Le recours collectif est une solution discutée depuis plusieurs mois par des regroupements citoyens issus de différentes régions du Québec, notamment des Laurentides, de la Montérégie, de l’Estrie, mais aussi de la Côte-Nord et du Saguenay–Lac-Saint-Jean.

«Nous avons reçu des appels téléphoniques d’à peu près tous les endroits où il y a encore de la forêt commerciale», a indiqué M. Jacob.

Par cette tentative, les associations souhaitent connaître les intentions exactes du gouvernement dans sa nouvelle stratégie d’exploitation forestière.

Mais elles dénoncent surtout le zonage du quart des meilleures terres de la forêt publique qui risque d’affaiblir la biodiversité de ces espaces.
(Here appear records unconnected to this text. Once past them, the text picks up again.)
#![cfg_attr(all(not(debug_assertions), not(test)), deny(warnings))]
#![cfg_attr(
    all(not(debug_assertions), not(test)),
    deny(clippy::all, clippy::pedantic, clippy::nursery)
)]
#![allow(clippy::module_name_repetitions, clippy::missing_errors_doc)]
//! Config schemas and vision-trace parsing for the turret controller.
//!
//! - `Config` and sub-structs are deserialized from TOML and validated once at
//!   load; the resulting snapshot is immutable for the life of the process.
//! - Vision trace CSV loader enforces headers and is used to replay recorded
//!   target frames through the simulated vision source.
use serde::Deserialize;

/// Soft-limit degree value meaning "no limit configured".
pub const SOFT_LIMIT_UNSET: f64 = -1.0;

fn unset_limit() -> f64 {
    SOFT_LIMIT_UNSET
}

/// Geared position axis (azimuth or elevation).
///
/// `gear_ratio` is turret revolutions per motor revolution, so
/// `turret_deg = motor_deg * gear_ratio`.
///
/// Soft limits are given as positive magnitudes in turret degrees: the forward
/// threshold is `+forward_soft_limit_deg`, the reverse threshold is
/// `-reverse_soft_limit_deg`. Either bound left at `-1` (or absent) disables
/// clamping on this axis.
#[derive(Debug, Deserialize, Clone)]
pub struct AxisCfg {
    pub ticks_per_revolution: f64,
    pub gear_ratio: f64,
    #[serde(default = "unset_limit")]
    pub forward_soft_limit_deg: f64,
    #[serde(default = "unset_limit")]
    pub reverse_soft_limit_deg: f64,
    /// Default slew rate at full stick, turret degrees per second.
    pub default_turn_rate_deg: f64,
}

impl AxisCfg {
    /// `(min, max)` in turret degrees, or `None` unless both bounds are set.
    pub fn soft_limit_deg(&self) -> Option<(f64, f64)> {
        if self.forward_soft_limit_deg == SOFT_LIMIT_UNSET
            || self.reverse_soft_limit_deg == SOFT_LIMIT_UNSET
        {
            return None;
        }
        Some((-self.reverse_soft_limit_deg, self.forward_soft_limit_deg))
    }

    fn validate(&self, axis: &str) -> eyre::Result<()> {
        if !self.ticks_per_revolution.is_finite() || self.ticks_per_revolution <= 0.0 {
            eyre::bail!("{axis}.ticks_per_revolution must be > 0");
        }
        if !self.gear_ratio.is_finite() || self.gear_ratio == 0.0 {
            eyre::bail!("{axis}.gear_ratio must be finite and non-zero");
        }
        for (key, v) in [
            ("forward_soft_limit_deg", self.forward_soft_limit_deg),
            ("reverse_soft_limit_deg", self.reverse_soft_limit_deg),
        ] {
            if v != SOFT_LIMIT_UNSET && !(v.is_finite() && v >= 0.0) {
                eyre::bail!("{axis}.{key} must be >= 0 or -1 (unset)");
            }
        }
        if !self.default_turn_rate_deg.is_finite() || self.default_turn_rate_deg < 0.0 {
            eyre::bail!("{axis}.default_turn_rate_deg must be >= 0");
        }
        Ok(())
    }
}

#[derive(Debug, Deserialize, Clone)]
pub struct FlywheelCfg {
    pub ticks_per_revolution: f64,
    /// Motor revolutions per flywheel revolution.
    #[serde(default = "one")]
    pub gear_ratio: f64,
    /// Flywheel radius in inches, used by the ballistic setpoint.
    pub radius_in: f64,
    /// Setpoint used when firing without auto-aim; overridable live.
    pub default_rpm: f64,
    /// Accept `setpoint <= measured <= setpoint + deadband` as at speed.
    pub spin_up_deadband_ticks: f64,
}

fn one() -> f64 {
    1.0
}

#[derive(Debug, Deserialize, Clone)]
#[serde(default)]
pub struct FeederCfg {
    pub output_percent: f64,
}

impl Default for FeederCfg {
    fn default() -> Self {
        Self {
            output_percent: 0.5,
        }
    }
}

#[derive(Debug, Deserialize, Clone)]
#[serde(default)]
pub struct BallTransferCfg {
    pub enabled: bool,
    pub output_percent: f64,
}

impl Default for BallTransferCfg {
    fn default() -> Self {
        Self {
            enabled: true,
            output_percent: 0.5,
        }
    }
}

#[derive(Debug, Deserialize, Clone)]
#[serde(default)]
pub struct AimCfg {
    /// Smooth the azimuth offset with a moving average before use.
    pub use_filter: bool,
    /// Moving-average window length (samples).
    pub filter_length: usize,
}

impl Default for AimCfg {
    fn default() -> Self {
        Self {
            use_filter: false,
            filter_length: 5,
        }
    }
}

#[derive(Debug, Deserialize, Clone, Copy, Default, PartialEq, Eq)]
#[serde(rename_all = "lowercase")]
pub enum OverrunPolicy {
    /// Count and log overruns, keep running.
    #[default]
    Warn,
    /// Stop the loop on the first overrun.
    Fatal,
}

#[derive(Debug, Deserialize, Clone)]
#[serde(default)]
pub struct RunnerCfg {
    /// Control period in milliseconds; also the `dt` handed to each tick.
    pub period_ms: u64,
    pub overrun: OverrunPolicy,
}

impl Default for RunnerCfg {
    fn default() -> Self {
        Self {
            period_ms: 20,
            overrun: OverrunPolicy::Warn,
        }
    }
}

#[derive(Debug, Deserialize, Default, Clone)]
#[serde(default)]
pub struct Logging {
    pub file: Option<String>,  // path to .log (JSON lines)
    pub level: Option<String>, // "info","debug"
    /// Log rotation policy: "never" | "daily" | "hourly" (default: never)
    pub rotation: Option<String>,
}

/// Parameters of the simulated backend used by the CLI.
#[derive(Debug, Deserialize, Clone)]
#[serde(default)]
pub struct SimCfg {
    pub azimuth_slew_ticks: f64,
    pub elevation_slew_ticks: f64,
    /// Fraction of the remaining velocity error closed per command (0..=1].
    pub flywheel_response: f64,
}

impl Default for SimCfg {
    fn default() -> Self {
        Self {
            azimuth_slew_ticks: 400.0,
            elevation_slew_ticks: 400.0,
            flywheel_response: 0.3,
        }
    }
}

#[derive(Debug, Deserialize, Clone)]
pub struct Config {
    pub azimuth: AxisCfg,
    pub elevation: AxisCfg,
    pub flywheel: FlywheelCfg,
    #[serde(default)]
    pub feeder: FeederCfg,
    #[serde(default)]
    pub ball_transfer: BallTransferCfg,
    #[serde(default)]
    pub aim: AimCfg,
    #[serde(default)]
    pub runner: RunnerCfg,
    #[serde(default)]
    pub logging: Logging,
    #[serde(default)]
    pub sim: SimCfg,
}

pub fn load_toml(s: &str) -> Result<Config, toml::de::Error> {
    toml::from_str::<Config>(s)
}

impl Config {
    pub fn validate(&self) -> eyre::Result<()> {
        // Axes
        self.azimuth.validate("azimuth")?;
        self.elevation.validate("elevation")?;

        // Flywheel
        if !self.flywheel.ticks_per_revolution.is_finite()
            || self.flywheel.ticks_per_revolution <= 0.0
        {
            eyre::bail!("flywheel.ticks_per_revolution must be > 0");
        }
        if !self.flywheel.gear_ratio.is_finite() || self.flywheel.gear_ratio <= 0.0 {
            eyre::bail!("flywheel.gear_ratio must be > 0");
        }
        if !self.flywheel.radius_in.is_finite() || self.flywheel.radius_in <= 0.0 {
            eyre::bail!("flywheel.radius_in must be > 0");
        }
        if !self.flywheel.default_rpm.is_finite() {
            eyre::bail!("flywheel.default_rpm must be finite");
        }
        if !self.flywheel.spin_up_deadband_ticks.is_finite()
            || self.flywheel.spin_up_deadband_ticks < 0.0
        {
            eyre::bail!("flywheel.spin_up_deadband_ticks must be >= 0");
        }

        // Open-loop outputs
        if !(-1.0..=1.0).contains(&self.feeder.output_percent) {
            eyre::bail!("feeder.output_percent must be in [-1.0, 1.0]");
        }
        if !(-1.0..=1.0).contains(&self.ball_transfer.output_percent) {
            eyre::bail!("ball_transfer.output_percent must be in [-1.0, 1.0]");
        }

        // Aim
        if self.aim.filter_length == 0 {
            eyre::bail!("aim.filter_length must be >= 1");
        }

        // Runner
        if self.runner.period_ms == 0 {
            eyre::bail!("runner.period_ms must be >= 1");
        }
        if self.runner.period_ms > 1000 {
            eyre::bail!("runner.period_ms is unreasonably large (>1s)");
        }

        // Sim
        if self.sim.azimuth_slew_ticks < 0.0 || self.sim.elevation_slew_ticks < 0.0 {
            eyre::bail!("sim slew rates must be >= 0");
        }
        if !(self.sim.flywheel_response > 0.0 && self.sim.flywheel_response <= 1.0) {
            eyre::bail!("sim.flywheel_response must be in (0.0, 1.0]");
        }

        Ok(())
    }
}

/// Vision trace CSV schema.
///
/// Expected headers:
/// valid,tx,ty,velocity_fps
///
/// Example:
/// valid,tx,ty,velocity_fps
/// true,4.5,-1.0,38.0
/// false,0.0,0.0,0.0
#[derive(Debug, Deserialize, Clone, Copy, PartialEq)]
pub struct VisionTraceRow {
    pub valid: bool,
    pub tx: f64,
    pub ty: f64,
    pub velocity_fps: f64,
}

pub fn load_vision_trace_csv(path: &std::path::Path) -> eyre::Result<Vec<VisionTraceRow>> {
    let mut rdr = csv::ReaderBuilder::new()
        .has_headers(true)
        .trim(csv::Trim::All)
        .from_path(path)
        .map_err(|e| eyre::eyre!("open vision trace CSV {:?}: {}", path, e))?;

    let headers = rdr
        .headers()
        .map_err(|e| eyre::eyre!("read CSV headers {:?}: {}", path, e))?
        .clone();
    let expected = ["valid", "tx", "ty", "velocity_fps"];
    let actual: Vec<String> = headers.iter().map(|s| s.to_string()).collect();
    if actual != expected {
        eyre::bail!(
            "vision trace CSV must have headers 'valid,tx,ty,velocity_fps', got: {}",
            actual.join(",")
        );
    }

    let mut rows = Vec::new();
    for (idx, rec) in rdr.deserialize::<VisionTraceRow>().enumerate() {
        match rec {
            Ok(row) => {
                if !(row.tx.is_finite() && row.ty.is_finite() && row.velocity_fps.is_finite()) {
                    eyre::bail!("invalid CSV row {}: non-finite value", idx + 2);
                }
                rows.push(row);
            }
            Err(e) => {
                eyre::bail!("invalid CSV row {}: {}", idx + 2, e);
            }
        }
    }
    if rows.is_empty() {
        eyre::bail!("vision trace CSV {:?} has no rows", path);
    }
    Ok(rows)
}
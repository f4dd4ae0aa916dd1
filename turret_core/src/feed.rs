//! Feeder gate: projectiles only move while the flywheel is at speed.
//!
//! There is no latching. The gate follows the at-speed flag every tick, so a
//! measured velocity hovering on the deadband edge opens and closes the
//! feeder as often as the deadband lets it.

use core::fmt;

use eyre::WrapErr;
use turret_traits::PercentOutput;

use crate::error::Result;
use crate::hw_error::hw_report;

#[derive(Debug, Clone, Copy, PartialEq, Eq, Default)]
pub enum FeederState {
    #[default]
    Idle,
    Feeding,
    NotAtSpeed,
}

impl FeederState {
    pub fn as_str(self) -> &'static str {
        match self {
            FeederState::Idle => "Doing Nothing",
            FeederState::Feeding => "Feeding",
            FeederState::NotAtSpeed => "Cannot fire: not at speed",
        }
    }
}

impl fmt::Display for FeederState {
    fn fmt(&self, f: &mut fmt::Formatter<'_>) -> fmt::Result {
        f.write_str(self.as_str())
    }
}

pub struct FeedInterlock<O: PercentOutput> {
    output: O,
    state: FeederState,
    last_output: f64,
}

impl<O: PercentOutput> fmt::Debug for FeedInterlock<O> {
    fn fmt(&self, f: &mut fmt::Formatter<'_>) -> fmt::Result {
        f.debug_struct("FeedInterlock")
            .field("state", &self.state)
            .field("last_output", &self.last_output)
            .finish()
    }
}

impl<O: PercentOutput> FeedInterlock<O> {
    pub fn new(output: O) -> Self {
        Self {
            output,
            state: FeederState::Idle,
            last_output: 0.0,
        }
    }

    /// Feed at `percent` when `at_speed`, otherwise hold the feeder at zero.
    pub fn tick(&mut self, at_speed: bool, percent: f64) -> Result<FeederState> {
        if at_speed {
            let pct = if percent.is_finite() {
                percent.clamp(-1.0, 1.0)
            } else {
                0.0
            };
            self.write(pct)?;
            self.transition(FeederState::Feeding);
        } else {
            self.write(0.0)?;
            self.transition(FeederState::NotAtSpeed);
        }
        Ok(self.state)
    }

    /// Not shooting: zero output.
    pub fn idle(&mut self) -> Result<FeederState> {
        self.write(0.0)?;
        self.transition(FeederState::Idle);
        Ok(self.state)
    }

    pub fn state(&self) -> FeederState {
        self.state
    }

    pub fn last_output(&self) -> f64 {
        self.last_output
    }

    fn write(&mut self, pct: f64) -> Result<()> {
        self.output
            .set_output(pct)
            .map_err(hw_report)
            .wrap_err("feeder set_output")?;
        self.last_output = pct;
        Ok(())
    }

    fn transition(&mut self, next: FeederState) {
        if next == self.state {
            return;
        }
        match next {
            FeederState::NotAtSpeed => tracing::warn!(state = %next, "feeder held"),
            _ => tracing::info!(from = %self.state, to = %next, "feeder state"),
        }
        self.state = next;
    }
}
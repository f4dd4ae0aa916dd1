pub mod clock;
pub mod tuning;

pub use clock::{Clock, MonotonicClock};
pub use tuning::Tuning;

/// Actuator driven in position-tracking (closed-loop position) mode.
///
/// Positions are in actuator native units (encoder ticks).
pub trait PositionActuator {
    fn set_position_target(
        &mut self,
        ticks: i32,
    ) -> Result<(), Box<dyn std::error::Error + Send + Sync>>;

    fn measured_position(&mut self) -> Result<i32, Box<dyn std::error::Error + Send + Sync>>;

    /// Forward soft limits to the device as a second line of defense.
    /// Drivers without hardware limits keep the default no-op.
    fn configure_soft_limits(
        &mut self,
        _forward_ticks: i32,
        _reverse_ticks: i32,
    ) -> Result<(), Box<dyn std::error::Error + Send + Sync>> {
        Ok(())
    }
}

/// Actuator driven in closed-loop velocity mode.
///
/// Velocities are in native units per 100 ms sampling period.
pub trait VelocityActuator {
    fn set_velocity_target(
        &mut self,
        native_per_100ms: f64,
    ) -> Result<(), Box<dyn std::error::Error + Send + Sync>>;

    fn measured_velocity(&mut self) -> Result<f64, Box<dyn std::error::Error + Send + Sync>>;
}

/// Actuator driven open-loop by a duty fraction in `[-1, 1]`.
pub trait PercentOutput {
    fn set_output(&mut self, fraction: f64) -> Result<(), Box<dyn std::error::Error + Send + Sync>>;
}

/// One frame of target information published by the vision collaborator.
#[derive(Debug, Clone, Copy, Default, PartialEq)]
pub struct VisionSample {
    pub valid: bool,
    pub azimuth_offset_deg: f64,
    pub elevation_offset_deg: f64,
    pub ballistic_velocity_fps: f64,
}

/// Vision target detector, refreshed at least once per control period.
pub trait Vision {
    fn target_valid(&self) -> bool;
    fn azimuth_offset_deg(&self) -> f64;
    fn elevation_offset_deg(&self) -> f64;
    fn ballistic_velocity_fps(&self) -> f64;

    /// Advance to the next frame. Live detectors publish on their own and keep the default.
    fn refresh(&mut self) {}

    /// Snapshot of the current frame.
    fn sample(&self) -> VisionSample {
        VisionSample {
            valid: self.target_valid(),
            azimuth_offset_deg: self.azimuth_offset_deg(),
            elevation_offset_deg: self.elevation_offset_deg(),
            ballistic_velocity_fps: self.ballistic_velocity_fps(),
        }
    }
}

impl<T: PositionActuator + ?Sized> PositionActuator for Box<T> {
    fn set_position_target(
        &mut self,
        ticks: i32,
    ) -> Result<(), Box<dyn std::error::Error + Send + Sync>> {
        (**self).set_position_target(ticks)
    }
    fn measured_position(&mut self) -> Result<i32, Box<dyn std::error::Error + Send + Sync>> {
        (**self).measured_position()
    }
    fn configure_soft_limits(
        &mut self,
        forward_ticks: i32,
        reverse_ticks: i32,
    ) -> Result<(), Box<dyn std::error::Error + Send + Sync>> {
        (**self).configure_soft_limits(forward_ticks, reverse_ticks)
    }
}

impl<T: VelocityActuator + ?Sized> VelocityActuator for Box<T> {
    fn set_velocity_target(
        &mut self,
        native_per_100ms: f64,
    ) -> Result<(), Box<dyn std::error::Error + Send + Sync>> {
        (**self).set_velocity_target(native_per_100ms)
    }
    fn measured_velocity(&mut self) -> Result<f64, Box<dyn std::error::Error + Send + Sync>> {
        (**self).measured_velocity()
    }
}

impl<T: PercentOutput + ?Sized> PercentOutput for Box<T> {
    fn set_output(&mut self, fraction: f64) -> Result<(), Box<dyn std::error::Error + Send + Sync>> {
        (**self).set_output(fraction)
    }
}

impl<T: Vision + ?Sized> Vision for Box<T> {
    fn target_valid(&self) -> bool {
        (**self).target_valid()
    }
    fn azimuth_offset_deg(&self) -> f64 {
        (**self).azimuth_offset_deg()
    }
    fn elevation_offset_deg(&self) -> f64 {
        (**self).elevation_offset_deg()
    }
    fn ballistic_velocity_fps(&self) -> f64 {
        (**self).ballistic_velocity_fps()
    }
    fn refresh(&mut self) {
        (**self).refresh()
    }
    fn sample(&self) -> VisionSample {
        (**self).sample()
    }
}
«Nous ne sommes pas contre une exploitation forestière, mais nous voulons nous assurer qu’elle ne se fasse pas au détriment de la biodiversité et au détriment de ce que l’on va laisser aux prochaines générations», a insisté le président d’Action Boréale.

Henri Jacob, président de Action Boréale.
Photo courtoisie
Henri Jacob, président de Action Boréale.

Et le recours collectif n’est pas la seule procédure étudiée par les associations, qui envisagent aussi la mise en place d’une enquête publique ou encore d’états généraux pour savoir ce qui peut être encore conservé.

Le président de l’association située en Abitibi-Témiscamingue a également reproché le manque de réaction du MFFP dans ce dossier.

«Le ministère [...], c’est le silence radio depuis plusieurs années», a-t-il déploré. «Il faut que les gens aillent sur la place publique pour être capables d’avoir des réponses et des rencontres avec des responsables.»